Margaret C. Ferguson Greenhouses

If this humble corner of an otherwise unremarkable suburban yard harbors the graves of the dearly departed, what else lurks without our knowledge in our backyards or under our feet? Are even our own yards a mystery, the Great Questions camping without invitation right outside our door?

I find myself wondering not about Sylvia Fish herself but the nameless child who loved her enough to insist upon a proper burial. Sylvia Fish died in October, 1949: more than sixty years ago. Sylvia Fish has long since disappeared, her flesh and fins transmogrified into silt and soil, and the unknown child who named and then mourned Sylvia is herself old now, too. Who was this child who loved then mourned a goldfish some sixty years ago, and does she have any recollection now of what may have been her first initiation in the human fellowship of grief? Is there anyone who remembers and still grieves over Sylvia, or was her life as cheap and insignificant as the price tag on a goldfish tank would suggest?

Margaret C. Ferguson Greenhouses

Goldfish are not long-lived creatures, but we give them to children, thereby inuring them to loss. Giving a child a goldfish is like giving a child a balloon, a soap-bubble, or something similarly short-lived: it is a guarantee of heartbreak. One of my most vivid memories of childhood involves me crying in my parents’ front yard after a helium balloon my father had tied to my wrist came loose and floated away, leaving me nothing but a limp string. If a child can love even an inanimate object with all her heart, why give that child a thing that is guaranteed to float away? Why not give her a more durable plaything: when asked by a child for bread—something perishable and prone to staleness—why not give instead a stone that will endure beyond even her recollection?

There is something in our human nature that clings desperately to things that are both fragile and ephemeral. This is the cause of human suffering, but it is also the seed of human compassion.
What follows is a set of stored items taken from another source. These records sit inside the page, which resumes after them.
// Copyright 2018 the Cropmask Authors
// SPDX-License-Identifier: Apache-2.0 OR MIT

//! Bézier paths (up to cubic).

#![allow(clippy::many_single_char_names)]

use core::iter::{Extend, FromIterator};
use core::ops::Mul;

use alloc::vec::Vec;

use crate::common::solve_cubic;
use crate::{
    Affine, CubicBez, Line, ParamCurve, ParamCurveArea, ParamCurveExtrema, Point, Rect, Shape,
};

/// A Bézier path.
///
/// A path consists of a `Vec` of [`PathEl`]s. Each subpath starts with a
/// [`PathEl::MoveTo`] and is optionally terminated by a
/// [`PathEl::ClosePath`].
///
/// Mask outlines are always a single closed subpath, or no elements at all
/// when the shape is degenerate. The overlay path adds the frame rectangle
/// as a second subpath.
///
/// # Examples
///
/// ```
/// use cropmask::{BezPath, Point, Shape};
///
/// let mut path = BezPath::new();
/// path.move_to((0.0, 0.0));
/// path.line_to((10.0, 0.0));
/// path.line_to((10.0, 10.0));
/// path.close_path();
///
/// assert_eq!(path.points().count(), 3);
/// assert_eq!(path.segments().count(), 3);
/// assert!(path.contains(Point::new(8.0, 2.0)));
/// ```
#[derive(Clone, Default, Debug, PartialEq)]
#[cfg_attr(feature = "schemars", derive(schemars::JsonSchema))]
#[cfg_attr(feature = "serde", derive(serde::Serialize, serde::Deserialize))]
pub struct BezPath(Vec<PathEl>);

/// The element of a Bézier path.
///
/// A valid path has `MoveTo` at the beginning of each subpath.
#[derive(Clone, Copy, Debug, PartialEq)]
#[cfg_attr(feature = "schemars", derive(schemars::JsonSchema))]
#[cfg_attr(feature = "serde", derive(serde::Serialize, serde::Deserialize))]
pub enum PathEl {
    /// Move directly to the point without drawing anything, starting a new
    /// subpath.
    MoveTo(Point),
    /// Draw a line from the current location to the point.
    LineTo(Point),
    /// Draw a cubic Bézier using the current location and the three points.
    CurveTo(Point, Point, Point),
    /// Close off the path.
    ClosePath,
}

impl PathEl {
    /// The end point of this element, if it has one.
    #[inline]
    pub fn end_point(&self) -> Option<Point> {
        match self {
            PathEl::MoveTo(p) | PathEl::LineTo(p) | PathEl::CurveTo(_, _, p) => Some(*p),
            PathEl::ClosePath => None,
        }
    }
}

/// A segment of a Bézier path.
#[derive(Clone, Copy, Debug, PartialEq)]
#[cfg_attr(feature = "schemars", derive(schemars::JsonSchema))]
#[cfg_attr(feature = "serde", derive(serde::Serialize, serde::Deserialize))]
pub enum PathSeg {
    /// A line segment.
    Line(Line),
    /// A cubic Bézier segment.
    Cubic(CubicBez),
}

/// The rule used to decide which points a filled path covers.
#[derive(Clone, Copy, Debug, Default, PartialEq, Eq, Hash)]
#[cfg_attr(feature = "schemars", derive(schemars::JsonSchema))]
#[cfg_attr(feature = "serde", derive(serde::Serialize, serde::Deserialize))]
pub enum FillRule {
    /// A point is inside when its winding number is not zero.
    #[default]
    NonZero,
    /// A point is inside when its winding number is odd.
    ///
    /// Stacking a hole inside an outer outline punches through it
    /// regardless of the direction either was drawn in.
    EvenOdd,
}

impl FillRule {
    /// Whether a point with the given winding number is inside.
    #[inline]
    pub fn is_inside(self, winding: i32) -> bool {
        match self {
            FillRule::NonZero => winding != 0,
            FillRule::EvenOdd => winding % 2 != 0,
        }
    }
}

impl BezPath {
    /// Create a new path.
    #[inline]
    pub fn new() -> BezPath {
        BezPath::default()
    }

    /// Create a path from a vector of path elements.
    ///
    /// `BezPath` also implements `FromIterator<PathEl>`, so it works with `collect`:
    ///
    /// ```
    /// // Rectangle
    /// # use cropmask::{PathEl, Point, BezPath};
    /// let tri = vec![
    ///     PathEl::MoveTo(Point::new(0., 0.)),
    ///     PathEl::LineTo(Point::new(10., 0.)),
    ///     PathEl::LineTo(Point::new(10., 10.)),
    ///     PathEl::LineTo(Point::new(0., 10.)),
    ///     PathEl::ClosePath,
    /// ];
    /// let tri_path = tri.into_iter().collect::<BezPath>();
    /// ```
    #[inline]
    pub fn from_vec(v: Vec<PathEl>) -> BezPath {
        BezPath(v)
    }

    /// Push a generic path element onto the path.
    #[inline]
    pub fn push(&mut self, el: PathEl) {
        self.0.push(el);
    }

    /// Push a "move to" element onto the path.
    #[inline]
    pub fn move_to<P: Into<Point>>(&mut self, p: P) {
        self.push(PathEl::MoveTo(p.into()));
    }

    /// Push a "line to" element onto the path.
    #[inline]
    pub fn line_to<P: Into<Point>>(&mut self, p: P) {
        self.push(PathEl::LineTo(p.into()));
    }

    /// Push a "curve to" element onto the path.
    #[inline]
    pub fn curve_to<P: Into<Point>>(&mut self, p1: P, p2: P, p3: P) {
        self.push(PathEl::CurveTo(p1.into(), p2.into(), p3.into()));
    }

    /// Push a "close path" element onto the path.
    #[inline]
    pub fn close_path(&mut self) {
        self.push(PathEl::ClosePath);
    }

    /// Get the path elements.
    #[inline]
    pub fn elements(&self) -> &[PathEl] {
        &self.0
    }

    /// Iterate over the path segments.
    pub fn segments(&self) -> impl Iterator<Item = PathSeg> + Clone + '_ {
        segments(self.0.iter().copied())
    }

    /// Iterate over the anchor points of the path, in order.
    ///
    /// These are the points of every `MoveTo`, `LineTo` and the end point
    /// of every `CurveTo`; control points and `ClosePath` contribute
    /// nothing.
    pub fn points(&self) -> impl Iterator<Item = Point> + '_ {
        self.0.iter().filter_map(PathEl::end_point)
    }

    /// The current point of the path: the end point of the last element
    /// that has one.
    pub fn current_point(&self) -> Option<Point> {
        self.0.iter().rev().find_map(PathEl::end_point)
    }

    /// Returns `true` if the path contains no segments.
    pub fn is_empty(&self) -> bool {
        self.0
            .iter()
            .all(|el| matches!(*el, PathEl::MoveTo(..) | PathEl::ClosePath))
    }

    /// Returns `true` if the last subpath is explicitly closed.
    #[inline]
    pub fn is_closed(&self) -> bool {
        matches!(self.0.last(), Some(PathEl::ClosePath))
    }

    /// Apply an affine transform to the path.
    pub fn apply_affine(&mut self, affine: Affine) {
        for el in self.0.iter_mut() {
            *el = affine * (*el);
        }
    }
}

impl FromIterator<PathEl> for BezPath {
    fn from_iter<T: IntoIterator<Item = PathEl>>(iter: T) -> Self {
        let el_vec: Vec<_> = iter.into_iter().collect();
        BezPath::from_vec(el_vec)
    }
}

impl Extend<PathEl> for BezPath {
    fn extend<I: IntoIterator<Item = PathEl>>(&mut self, iter: I) {
        self.0.extend(iter);
    }
}

/// Allow iteration over references to `BezPath`.
///
/// Note: the semantics are slightly different from simply iterating over the
/// slice, as it returns `PathEl` items, rather than references.
impl<'a> IntoIterator for &'a BezPath {
    type Item = PathEl;
    type IntoIter = core::iter::Copied<core::slice::Iter<'a, PathEl>>;

    fn into_iter(self) -> Self::IntoIter {
        self.elements().iter().copied()
    }
}

impl IntoIterator for BezPath {
    type Item = PathEl;
    type IntoIter = alloc::vec::IntoIter<PathEl>;

    fn into_iter(self) -> Self::IntoIter {
        self.0.into_iter()
    }
}

impl Mul<PathEl> for Affine {
    type Output = PathEl;

    #[inline]
    fn mul(self, other: PathEl) -> PathEl {
        match other {
            PathEl::MoveTo(p) => PathEl::MoveTo(self * p),
            PathEl::LineTo(p) => PathEl::LineTo(self * p),
            PathEl::CurveTo(p1, p2, p3) => PathEl::CurveTo(self * p1, self * p2, self * p3),
            PathEl::ClosePath => PathEl::ClosePath,
        }
    }
}

impl Mul<BezPath> for Affine {
    type Output = BezPath;

    fn mul(self, mut other: BezPath) -> BezPath {
        other.apply_affine(self);
        other
    }
}

impl<'a> Mul<&'a BezPath> for Affine {
    type Output = BezPath;

    fn mul(self, other: &BezPath) -> BezPath {
        BezPath(other.0.iter().map(|&el| self * el).collect())
    }
}

/// Transform an iterator over path elements into one over path
/// segments.
///
/// A `ClosePath` whose subpath does not already end on its start point
/// yields the closing line.
pub fn segments<I>(elements: I) -> Segments<I::IntoIter>
where
    I: IntoIterator<Item = PathEl>,
{
    Segments {
        elements: elements.into_iter(),
        start_last: None,
    }
}

/// An iterator that transforms path elements to path segments.
///
/// This struct is created by the [`segments`] function.
#[derive(Clone, Debug)]
pub struct Segments<I: Iterator<Item = PathEl>> {
    elements: I,
    start_last: Option<(Point, Point)>,
}

impl<I: Iterator<Item = PathEl>> Iterator for Segments<I> {
    type Item = PathSeg;

    fn next(&mut self) -> Option<PathSeg> {
        for el in &mut self.elements {
            // We first need to check whether this is the first
            // path element we see to fill in the start position.
            let (start, last) = self.start_last.get_or_insert_with(|| {
                let point = match el {
                    PathEl::MoveTo(p) => p,
                    PathEl::LineTo(p) => p,
                    PathEl::CurveTo(_, _, p3) => p3,
                    PathEl::ClosePath => Point::ZERO,
                };
                (point, point)
            });

            return Some(match el {
                PathEl::MoveTo(p) => {
                    *start = p;
                    *last = p;
                    continue;
                }
                PathEl::LineTo(p) => PathSeg::Line(Line::new(core::mem::replace(last, p), p)),
                PathEl::CurveTo(p1, p2, p3) => {
                    PathSeg::Cubic(CubicBez::new(core::mem::replace(last, p3), p1, p2, p3))
                }
                PathEl::ClosePath => {
                    if *last != *start {
                        PathSeg::Line(Line::new(core::mem::replace(last, *start), *start))
                    } else {
                        continue;
                    }
                }
            });
        }

        None
    }
}

impl<I: Iterator<Item = PathEl>> Segments<I> {
    pub(crate) fn area(self) -> f64 {
        self.map(|seg| seg.signed_area()).sum()
    }

    pub(crate) fn winding(self, p: Point) -> i32 {
        self.map(|seg| seg.winding(p)).sum()
    }

    pub(crate) fn bounding_box(self) -> Rect {
        let mut bbox: Option<Rect> = None;
        for seg in self {
            let seg_bb = ParamCurveExtrema::bounding_box(&seg);
            if let Some(bb) = bbox {
                bbox = Some(bb.union(seg_bb));
            } else {
                bbox = Some(seg_bb);
            }
        }
        bbox.unwrap_or_default()
    }
}

impl ParamCurve for PathSeg {
    fn eval(&self, t: f64) -> Point {
        match *self {
            PathSeg::Line(line) => line.eval(t),
            PathSeg::Cubic(cubic) => cubic.eval(t),
        }
    }

    fn subsegment(&self, range: core::ops::Range<f64>) -> PathSeg {
        match *self {
            PathSeg::Line(line) => PathSeg::Line(line.subsegment(range)),
            PathSeg::Cubic(cubic) => PathSeg::Cubic(cubic.subsegment(range)),
        }
    }

    fn start(&self) -> Point {
        match *self {
            PathSeg::Line(line) => line.p0,
            PathSeg::Cubic(cubic) => cubic.p0,
        }
    }

    fn end(&self) -> Point {
        match *self {
            PathSeg::Line(line) => line.p1,
            PathSeg::Cubic(cubic) => cubic.p3,
        }
    }
}

impl ParamCurveArea for PathSeg {
    fn signed_area(&self) -> f64 {
        match *self {
            PathSeg::Line(line) => line.signed_area(),
            PathSeg::Cubic(cubic) => cubic.signed_area(),
        }
    }
}

impl ParamCurveExtrema for PathSeg {
    fn extrema(&self) -> arrayvec::ArrayVec<f64, { crate::MAX_EXTREMA }> {
        match *self {
            PathSeg::Line(line) => line.extrema(),
            PathSeg::Cubic(cubic) => cubic.extrema(),
        }
    }
}

impl PathSeg {
    // Assumes split at extrema.
    fn winding_inner(&self, p: Point) -> i32 {
        let start = self.start();
        let end = self.end();
        let sign = if end.y > start.y {
            if p.y < start.y || p.y >= end.y {
                return 0;
            }
            -1
        } else if end.y < start.y {
            if p.y < end.y || p.y >= start.y {
                return 0;
            }
            1
        } else {
            return 0;
        };
        match *self {
            PathSeg::Line(_line) => {
                if p.x < start.x.min(end.x) {
                    return 0;
                }
                if p.x >= start.x.max(end.x) {
                    return sign;
                }
                // line equation ax + by = c
                let a = end.y - start.y;
                let b = start.x - end.x;
                let c = a * start.x + b * start.y;
                if (a * p.x + b * p.y - c) * (sign as f64) <= 0.0 {
                    sign
                } else {
                    0
                }
            }
            PathSeg::Cubic(cubic) => {
                let p1 = cubic.p1;
                let p2 = cubic.p2;
                if p.x < start.x.min(end.x).min(p1.x).min(p2.x) {
                    return 0;
                }
                if p.x >= start.x.max(end.x).max(p1.x).max(p2.x) {
                    return sign;
                }
                let a = end.y - 3.0 * p2.y + 3.0 * p1.y - start.y;
                let b = 3.0 * (p2.y - 2.0 * p1.y + start.y);
                let c = 3.0 * (p1.y - start.y);
                let d = start.y - p.y;
                let solutions = solve_cubic(d, c, b, a);
                for t in solutions {
                    if (0.0..=1.0).contains(&t) {
                        let x = cubic.eval(t).x;
                        if p.x >= x {
                            return sign;
                        } else {
                            return 0;
                        }
                    }
                }
                0
            }
        }
    }

    /// Compute the winding number contribution of a single segment.
    ///
    /// Cast a ray to the left and count intersections.
    fn winding(&self, p: Point) -> i32 {
        self.extrema_ranges()
            .into_iter()
            .map(|range| {
                if range == (0.0..1.0) {
                    self.winding_inner(p)
                } else {
                    self.subsegment(range).winding_inner(p)
                }
            })
            .sum()
    }
}

impl Shape for BezPath {
    type PathElementsIter<'iter> = core::iter::Copied<core::slice::Iter<'iter, PathEl>>;

    fn path_elements(&self, _tolerance: f64) -> Self::PathElementsIter<'_> {
        self.0.iter().copied()
    }

    fn to_path(&self, _tolerance: f64) -> BezPath {
        self.clone()
    }

    /// Signed area.
    fn area(&self) -> f64 {
        segments(self.path_elements(0.0)).area()
    }

    /// Winding number of point.
    fn winding(&self, pt: Point) -> i32 {
        segments(self.path_elements(0.0)).winding(pt)
    }

    fn bounding_box(&self) -> Rect {
        segments(self.path_elements(0.0)).bounding_box()
    }

    fn as_path_slice(&self) -> Option<&[PathEl]> {
        Some(&self.0)
    }
}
Imagine a world where we fully recognized the impermanence of all created things and responded accordingly, refusing to become attached to creatures who will invariably grow old, sicken, and die. This would be a world where we didn’t fall in love, didn’t cherish children, didn’t adopt pets, and didn’t acquire souvenirs with mere sentimental value. This would be a world where children didn’t name their goldfish and teddy bears, and a world where adults didn’t name their cars. It would be, in other words, an unthinkable place: a place entirely unlike our own world because it lacked both sorrow and joy.

Margaret C. Ferguson Greenhouses

We give our children goldfish not despite their short life spans but because of them. Taking care of a goldfish teaches a child responsibility, and grieving a goldfish teaches a child compassion. As goes Sylvia, so goes the whole mortal world. Watching a news report focused on war, pestilence, or natural disaster, we see so many Sylvias, each one hastening toward her inevitable end. Our first experience of loss is an essential rite of passage, an initiation into the human race. If you can grieve a goldfish, then you’ve learned what it means to be human, to be mortal, to be part of the larger sentient family.

On a peg by our back door, J has collected the collars of cats we have lost to old age: first Boomer, then Tony, then after him Shadow. Upstairs in a drawer, I have Reggie’s collar carefully tucked away with his leash, a curling wisp of fur still clinging to his dog-tags. Keeping the collars of dead pets is both a sentimental act and a quintessential kind of clinging, and I wouldn’t give it up for anything. Does a creature who is fondly remembered ever truly die? Does some part of a beloved pet rise again when you revisit their mementos, and does some aspect of Sylvia Fish swim on whenever I see her stone and subsequently remember her, a testament to a world where we care for and mourn even the most insignificant creatures?

Today’s photos of goldfish come from the Margaret C. Ferguson Greenhouses at Wellesley College, which J and I visited last March.